Собирались споро. Несколько подвод нагрузили соболями, песцами, куницами и белками. Меду хмельного бочек десяток из кремлевского винного погреба, изделий разных (украшений для жен ханских, посуду) из злата я серебра не скупясь прихватили и – тронулись. Впереди – князь Воротынский с малым числом бояр и дьяков под стягом белым, следом – обоз. Внушительный. Любого жадюгу умилостивит.

Не все, конечно, предназначалось братьям-ханам. Половину обоза послы полагали раздать мурзам и нойонам. Чтоб и они свое слово молвили, когда ханам докладывать станут о посольстве.

Давно уже послы царевы отучили в Крыму мздоимцев от дармовых подарков, только хану их вручали, да еще тому, кого надеялись подкупить ради выгоды. А лишь ради того, чтоб хану благосклонно доложили, от такого унижения избавили себя послы российские. Теперь вот, отбросив гордость, решили идти тем порядком, какой был при татарском иге. Не до гордости, не до чувства собственного достоинства.

Выехав за Фроловские ворота, князь Иван Воротынский ужаснулся увиденному, Все, что было вчера еще шумными посадами, чадило головешками. Ни одного уцелевшего дома. Только сиротливые трубы, черные от копоти, торчали над грудами головешек, оставшихся от некогда красивых теремов, осанистых домов и лабазов. Чад, который в Кремле казался невыносимым, здесь был еще более едким.

«Нет Москвы! Моего терема тоже нет!»

И еще что поразило Воротынского, так это многолюдье у кремлевской стены: будто толстенным ожерельем охватили Кремль крестьянские брички, груженные домашним скарбом, а под этими подводами теснились детишки, бабы, да и мужики. В Кремле им места уже не хватило, вот они и прилепились к стене, возможно даже не осознавая, что при нападении врага они погибнут первыми. Все до единого.

Но если и понимали это, все равно – куда им деваться? Не в огне же и дыму гибнуть. А мудрый царь Иван Великий верно в свое время поступил, повелев вокруг Кремля очистить добрых полверсты от домов и даже церквей, чтобы пожар от посадов, из Китай-города и Белого города не мог перекинуться на Кремль, а случись осада, чтобы не было где врагу укрыться от пушечных ядер и дроби рушниц, от болтов каленых, метаемых самострелами. А она, эта полоса, вон еще какую службу несчастным людям служит.

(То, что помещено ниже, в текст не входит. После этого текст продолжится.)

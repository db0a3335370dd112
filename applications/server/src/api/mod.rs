/// API route modules
pub mod exercises;
pub mod extract;
pub mod health;
pub mod logs;
pub mod users;

use crate::error::ServerError;
use axum::http::Uri;

/// Fallback for unmatched routes, in the same envelope as every other error
pub async fn not_found(uri: Uri) -> ServerError {
    ServerError::NotFound(format!("no route for {}", uri.path()))
}
//! Stride Server Library
//!
//! Exercise tracking HTTP service: user registration, exercise recording,
//! and date-filtered exercise logs.
//!
//! This library exposes the core components for testing purposes.

pub mod api;
pub mod config;
pub mod error;
pub mod router;
pub mod services;
pub mod state;

// Re-export commonly used types for convenience
pub use config::{ServerConfig, WebSettings};
pub use error::{Result, ServerError};
pub use router::create_router;
pub use services::{connect_store, TrackerService};
pub use state::AppState;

«Поспешать надобно, – думал с горестью Воротынский. – На все унижения идти, только нападения не допустить».

Последние угрюмые трубы, как вздернутые в небо обгоревшие руки, последние дымящиеся пепелища, – и окружила послов татарская сотня. Воротынский приказывает:

– Полдюжины белок и пару соболей сотнику. Пусть к ставке хана сопроводит.

С откровенным удовольствием принял сотник дар, пообещал без помех доставить до ханской ставки, привел, однако, послов и обоз к темнику. Чего как раз и не желали ни князь Воротынский, ни сопровождавшие его бояре и дьяки: знали они повадки нойонов, что пока на мзду не вынудят, дальше шагу ступить не дадут. Хорошо стервецы понимали, что никто на них жаловаться не станет. Не осмелится.

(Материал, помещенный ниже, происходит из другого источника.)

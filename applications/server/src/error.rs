/// Server error types
use axum::{
    http::StatusCode,
    response::{IntoResponse, Response},
    Json,
};
use serde_json::json;
use stride_core::CoreError;
use thiserror::Error;

pub type Result<T> = std::result::Result<T, ServerError>;

/// Every failure reaches the client as `{"error": "<message>"}`.
#[derive(Debug, Error)]
pub enum ServerError {
    #[error("Resource not found: {0}")]
    NotFound(String),

    #[error("Bad request: {0}")]
    BadRequest(String),

    #[error("Unsupported media type: {0}")]
    UnsupportedMediaType(String),

    /// A dependency (the store) cannot serve requests right now
    #[error("Service unavailable: {0}")]
    Unavailable(String),

    #[error(transparent)]
    Core(#[from] CoreError),

    #[error("Configuration error: {0}")]
    Config(String),

    #[error("IO error: {0}")]
    Io(#[from] std::io::Error),
}

impl From<stride_storage::StorageError> for ServerError {
    fn from(err: stride_storage::StorageError) -> Self {
        ServerError::Core(err.into())
    }
}

impl ServerError {
    fn status_and_message(self) -> (StatusCode, String) {
        match self {
            ServerError::NotFound(msg) => (StatusCode::NOT_FOUND, msg),
            ServerError::BadRequest(msg) => (StatusCode::BAD_REQUEST, msg),
            ServerError::UnsupportedMediaType(msg) => (StatusCode::UNSUPPORTED_MEDIA_TYPE, msg),
            ServerError::Unavailable(msg) => (StatusCode::SERVICE_UNAVAILABLE, msg),
            ServerError::Core(CoreError::UserNotFound(id)) => {
                (StatusCode::NOT_FOUND, format!("Could not find user {}", id))
            }
            ServerError::Core(err @ CoreError::NotFound { .. }) => {
                (StatusCode::NOT_FOUND, err.to_string())
            }
            ServerError::Core(CoreError::InvalidInput(msg)) => (StatusCode::BAD_REQUEST, msg),
            ServerError::Core(ref e) => {
                tracing::error!("Persistence error: {:?}", e);
                (
                    StatusCode::INTERNAL_SERVER_ERROR,
                    "Persistence error".to_string(),
                )
            }
            ServerError::Config(ref msg) => {
                tracing::error!("Config error: {}", msg);
                (
                    StatusCode::INTERNAL_SERVER_ERROR,
                    "Configuration error".to_string(),
                )
            }
            ServerError::Io(ref e) => {
                tracing::error!("IO error: {:?}", e);
                (StatusCode::INTERNAL_SERVER_ERROR, "IO error".to_string())
            }
        }
    }
}

impl IntoResponse for ServerError {
    fn into_response(self) -> Response {
        let (status, error_message) = self.status_and_message();

        let body = Json(json!({
            "error": error_message,
        }));

        (status, body).into_response()
    }
}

Так, собственно говоря, и начали развиваться события. Темник встретил послов, усиленно изображая свою совершенную незаинтересованность, и, выслушав сообщение о цели посольства, сказал с хорошо наигранным равнодушием:

– Мы позовем писаря, подготовим письмо хану и пошлем с этим письмом гонца. Ждите. Каков будет ответ хана, да продлит Аллах его славную жизнь, так и поступим. Подарки можно отправить с гонцом. Решение тогда может оказаться более выгодным для нас.

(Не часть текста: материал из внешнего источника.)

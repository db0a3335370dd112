//! Store trait for users and their exercise entries

use crate::error::{CoreError, Result};
use crate::types::{CreateExercise, Exercise, LogQuery, User, UserId};
use async_trait::async_trait;

/// Backing store for users and exercises.
///
/// Implementations own their concurrency; callers share one instance
/// behind an `Arc` and never hold locks across calls.
#[async_trait]
pub trait TrackerStore: Send + Sync {
    // ========================================================================
    // Users
    // ========================================================================

    /// Get all users, oldest first
    async fn list_users(&self) -> Result<Vec<User>>;

    /// Create a user. Usernames are not checked for uniqueness or emptiness.
    async fn create_user(&self, username: &str) -> Result<User>;

    /// Number of users in the store
    async fn count_users(&self) -> Result<i64>;

    /// Get user by ID
    async fn get_user(&self, id: &UserId) -> Result<Option<User>>;

    /// Get user by ID, failing with `UserNotFound` if absent
    async fn require_user(&self, id: &UserId) -> Result<User> {
        self.get_user(id)
            .await?
            .ok_or_else(|| CoreError::UserNotFound(id.clone()))
    }

    // ========================================================================
    // Exercises
    // ========================================================================

    /// Persist a new exercise entry. The caller resolves the owning user.
    async fn create_exercise(&self, exercise: CreateExercise) -> Result<Exercise>;

    /// Get a user's exercises matching `query`, ascending by date then
    /// creation time, at most `query.limit` of them
    async fn get_exercises(&self, user_id: &UserId, query: &LogQuery) -> Result<Vec<Exercise>>;
}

Князь Иван Воротынский, склонив голову попросил темника:

– Уважаемый нойон, мы хотели бы сами сказать светлому хану Мухаммед-Гирею свое слово, сами и передать подарки. За оказанную услугу мы щедро отблагодарим. – И князь распорядился: – Несите дюжину соболей и две дюжины белок.

И в самом деле, очень щедро. Только князь не прогадывал, понимая, что если темник настоит, чтобы обоз был отправлен к хану с гонцом, то одному богу известно, что от того обоза останется. Ополовинят, это уж как пить дать.

Темник оживился. Полюбовался подарками, пощелкивая от удовольствия языком, и смилостивился:

– Мы сами сопроводим до юрты хана. Наша личная охрана станет охранять посольство.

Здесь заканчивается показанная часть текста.